Interleukin 12 receptor, beta 2 subunit is a subunit of the interleukin 12 receptor. IL12RB2 is its human gene. IL12RB2 orthologs have been identified in all mammals for which complete genome data are available.

The protein encoded by this gene is a type I transmembrane protein identified as a subunit of the interleukin 12 receptor complex. The co-expression of this and IL12Rβ1 proteins was shown to lead to the formation of high-affinity IL12 binding sites and reconstitution of IL12 dependent signaling. While the IL12Rβ1 subunit is constitutively expressed, the expression of the IL12RB2 gene is up-regulated by interferon gamma. In Th1 cells, IL-12 signaling through the IL12 receptor leads to the phosphorylation of STAT4 and continued Th1 differentiation. The IL12Rβ2 subunit plays an important role in Th1 cell differentiation, since its absence leads to an abortive Th1 differentiation that has dysfunctional production of Th1 effector molecules.
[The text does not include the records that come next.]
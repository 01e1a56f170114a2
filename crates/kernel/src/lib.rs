//! 内核胶水层
//!
//! 把 `fs` 与 `mm` 两个子系统组装成一个可运行的内核实例：
//!
//! - [`arch`]: 单处理器的 `sync::ArchOps` 实现
//! - [`logging`]: `log` 门面的后端
//! - [`mm_bridge`]: 让文件系统的文件可以被内存映射
//! - [`Kernel`] / [`Process`]: 启动、进程的文件与内存操作
//!
//! # 锁顺序
//!
//! 虚拟内存锁 → 文件系统锁。进程的文件操作不持有虚拟内存锁。

#![no_std]

extern crate alloc;

pub mod arch;
mod boot;
mod config;
mod error;
pub mod logging;
pub mod mm_bridge;
mod process;

pub use boot::Kernel;
pub use config::{FIRST_FD, KernelConfig, MAX_OPEN_FILES};
pub use error::{KernelError, KernelResult};
pub use logging::LogOutput;
pub use process::Process;
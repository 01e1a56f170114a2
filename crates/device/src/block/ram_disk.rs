//! 内存模拟块设备

use super::BlockDriver;
use alloc::sync::Arc;
use alloc::vec;
use alloc::vec::Vec;
use core::sync::atomic::{AtomicUsize, Ordering};
use sync::SpinLock;

/// 内存模拟的块设备
///
/// 记录读写次数，测试可以据此确认缓存是否命中。
pub struct RamDisk {
    data: SpinLock<Vec<u8>>,
    block_size: usize,
    device_id: usize,
    reads: AtomicUsize,
    writes: AtomicUsize,
}

impl RamDisk {
    /// 创建 `blocks` 个块、块大小为 `block_size` 的内存磁盘
    pub fn new(blocks: usize, block_size: usize, device_id: usize) -> Arc<Self> {
        Self::from_bytes(vec![0u8; blocks * block_size], block_size, device_id)
    }

    /// 从已有镜像创建，镜像长度会向下截断到块大小的整数倍
    pub fn from_bytes(mut data: Vec<u8>, block_size: usize, device_id: usize) -> Arc<Self> {
        data.truncate(data.len() / block_size * block_size);
        Arc::new(Self {
            data: SpinLock::new(data),
            block_size,
            device_id,
            reads: AtomicUsize::new(0),
            writes: AtomicUsize::new(0),
        })
    }

    /// 导出整个镜像（用于调试和重新挂载）
    pub fn raw_data(&self) -> Vec<u8> {
        self.data.lock().clone()
    }

    /// 获取设备 ID
    pub fn device_id(&self) -> usize {
        self.device_id
    }

    /// 成功完成的 (读, 写) 块数
    pub fn io_stats(&self) -> (usize, usize) {
        (
            self.reads.load(Ordering::Relaxed),
            self.writes.load(Ordering::Relaxed),
        )
    }

    fn block_range(&self, block_id: usize, len: usize, total: usize) -> Option<(usize, usize)> {
        if len != self.block_size {
            log::warn!(
                "ramdisk{}: buffer of {} bytes, expected {}",
                self.device_id,
                len,
                self.block_size
            );
            return None;
        }
        let start = block_id.checked_mul(self.block_size)?;
        let end = start.checked_add(self.block_size)?;
        if end > total {
            log::warn!("ramdisk{}: block {} out of range", self.device_id, block_id);
            return None;
        }
        Some((start, end))
    }
}

impl BlockDriver for RamDisk {
    fn read_block(&self, block_id: usize, buf: &mut [u8]) -> bool {
        let data = self.data.lock();
        let Some((start, end)) = self.block_range(block_id, buf.len(), data.len()) else {
            return false;
        };
        buf.copy_from_slice(&data[start..end]);
        self.reads.fetch_add(1, Ordering::Relaxed);
        true
    }

    fn write_block(&self, block_id: usize, buf: &[u8]) -> bool {
        let mut data = self.data.lock();
        let Some((start, end)) = self.block_range(block_id, buf.len(), data.len()) else {
            return false;
        };
        data[start..end].copy_from_slice(buf);
        self.writes.fetch_add(1, Ordering::Relaxed);
        true
    }

    fn flush(&self) -> bool {
        true // 内存设备无需 flush
    }

    fn block_size(&self) -> usize {
        self.block_size
    }

    fn total_blocks(&self) -> usize {
        self.data.lock().len() / self.block_size
    }
}

#[cfg(test)]
mod tests {
    use super::*;
    use crate::SECTOR_SIZE;
    use core::sync::atomic::{AtomicUsize, Ordering};
    use sync::ArchOps;
    use test_support::mock::arch::MOCK_ARCH_OPS;

    struct DummyArchOps;

    impl ArchOps for DummyArchOps {
        unsafe fn read_and_disable_interrupts(&self) -> usize {
            unsafe { MOCK_ARCH_OPS.read_and_disable_interrupts() }
        }

        unsafe fn restore_interrupts(&self, flags: usize) {
            unsafe { MOCK_ARCH_OPS.restore_interrupts(flags) }
        }

        fn interrupt_enable_bit(&self) -> usize {
            MOCK_ARCH_OPS.interrupt_enable_bit()
        }

        fn yield_now(&self) {
            MOCK_ARCH_OPS.yield_now()
        }
    }

    static DUMMY_ARCH_OPS: DummyArchOps = DummyArchOps;
    // 0 = uninit, 1 = initializing, 2 = ready
    static SYNC_INIT: AtomicUsize = AtomicUsize::new(0);

    fn init_sync_arch_ops() {
        match SYNC_INIT.compare_exchange(0, 1, Ordering::AcqRel, Ordering::Acquire) {
            Ok(_) => {
                // Safety: tests use a single global dummy ArchOps.
                unsafe { sync::register_arch_ops(&DUMMY_ARCH_OPS) };
                SYNC_INIT.store(2, Ordering::Release);
            }
            Err(_) => {
                while SYNC_INIT.load(Ordering::Acquire) != 2 {
                    core::hint::spin_loop();
                }
            }
        }
    }

    #[test]
    fn test_ramdisk_read_write_roundtrip() {
        init_sync_arch_ops();
        let rd = RamDisk::new(8, SECTOR_SIZE, 1);
        assert_eq!(rd.block_size(), SECTOR_SIZE);
        assert_eq!(rd.total_blocks(), 8);

        let mut wbuf = [0u8; SECTOR_SIZE];
        wbuf[0] = 0xAA;
        wbuf[511] = 0x55;
        assert!(rd.write_block(3, &wbuf));

        let mut rbuf = [0u8; SECTOR_SIZE];
        assert!(rd.read_block(3, &mut rbuf));
        assert_eq!(rbuf, wbuf);

        // Other blocks remain zero.
        assert!(rd.read_block(2, &mut rbuf));
        assert_eq!(rbuf, [0u8; SECTOR_SIZE]);
        assert_eq!(rd.io_stats(), (2, 1));
    }

    #[test]
    fn test_ramdisk_bounds_and_wrong_buf_size() {
        init_sync_arch_ops();
        let rd = RamDisk::new(2, SECTOR_SIZE, 1);

        let mut bad_read = [0u8; 16];
        assert!(!rd.read_block(0, &mut bad_read));
        assert!(!rd.write_block(0, &[0u8; 16]));

        let mut ok_read = [0u8; SECTOR_SIZE];
        assert!(!rd.read_block(2, &mut ok_read)); // out of range
        assert!(!rd.write_block(usize::MAX, &ok_read));
        assert_eq!(rd.io_stats(), (0, 0));
    }

    #[test]
    fn test_ramdisk_from_bytes_truncates() {
        init_sync_arch_ops();
        let rd = RamDisk::from_bytes(vec![7u8; SECTOR_SIZE * 3 + 100], SECTOR_SIZE, 2);
        assert_eq!(rd.total_blocks(), 3);
        assert_eq!(rd.raw_data().len(), SECTOR_SIZE * 3);
        assert_eq!(rd.device_id(), 2);
    }
}
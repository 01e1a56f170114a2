//! 文件系统运行参数

/// 挂载时使用的文件系统参数
#[derive(Debug, Clone, Copy, PartialEq, Eq)]
pub struct FsConfig {
    /// 缓冲区缓存的扇区数
    pub cache_entries: usize,
    /// 格式化时根目录预留的目录项数
    pub root_dir_entries: usize,
    /// mkdir 新建目录预留的目录项数
    pub dir_entries: usize,
    /// 路径解析时允许跟随的符号链接层数
    pub max_symlink_depth: usize,
}

impl Default for FsConfig {
    fn default() -> Self {
        Self {
            cache_entries: 64,
            root_dir_entries: 16,
            dir_entries: 16,
            max_symlink_depth: 8,
        }
    }
}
The up-regulation of this gene is found to be associated with a number of infectious diseases, such as Crohn's disease and leprosy, which is thought to contribute to the inflammatory response and host defense.

Interactions
Interleukin 12 receptor, beta 2 subunit has been shown to interact with Janus kinase 2.

RNA editing
The mRNA of this protein is subject to RNA editing.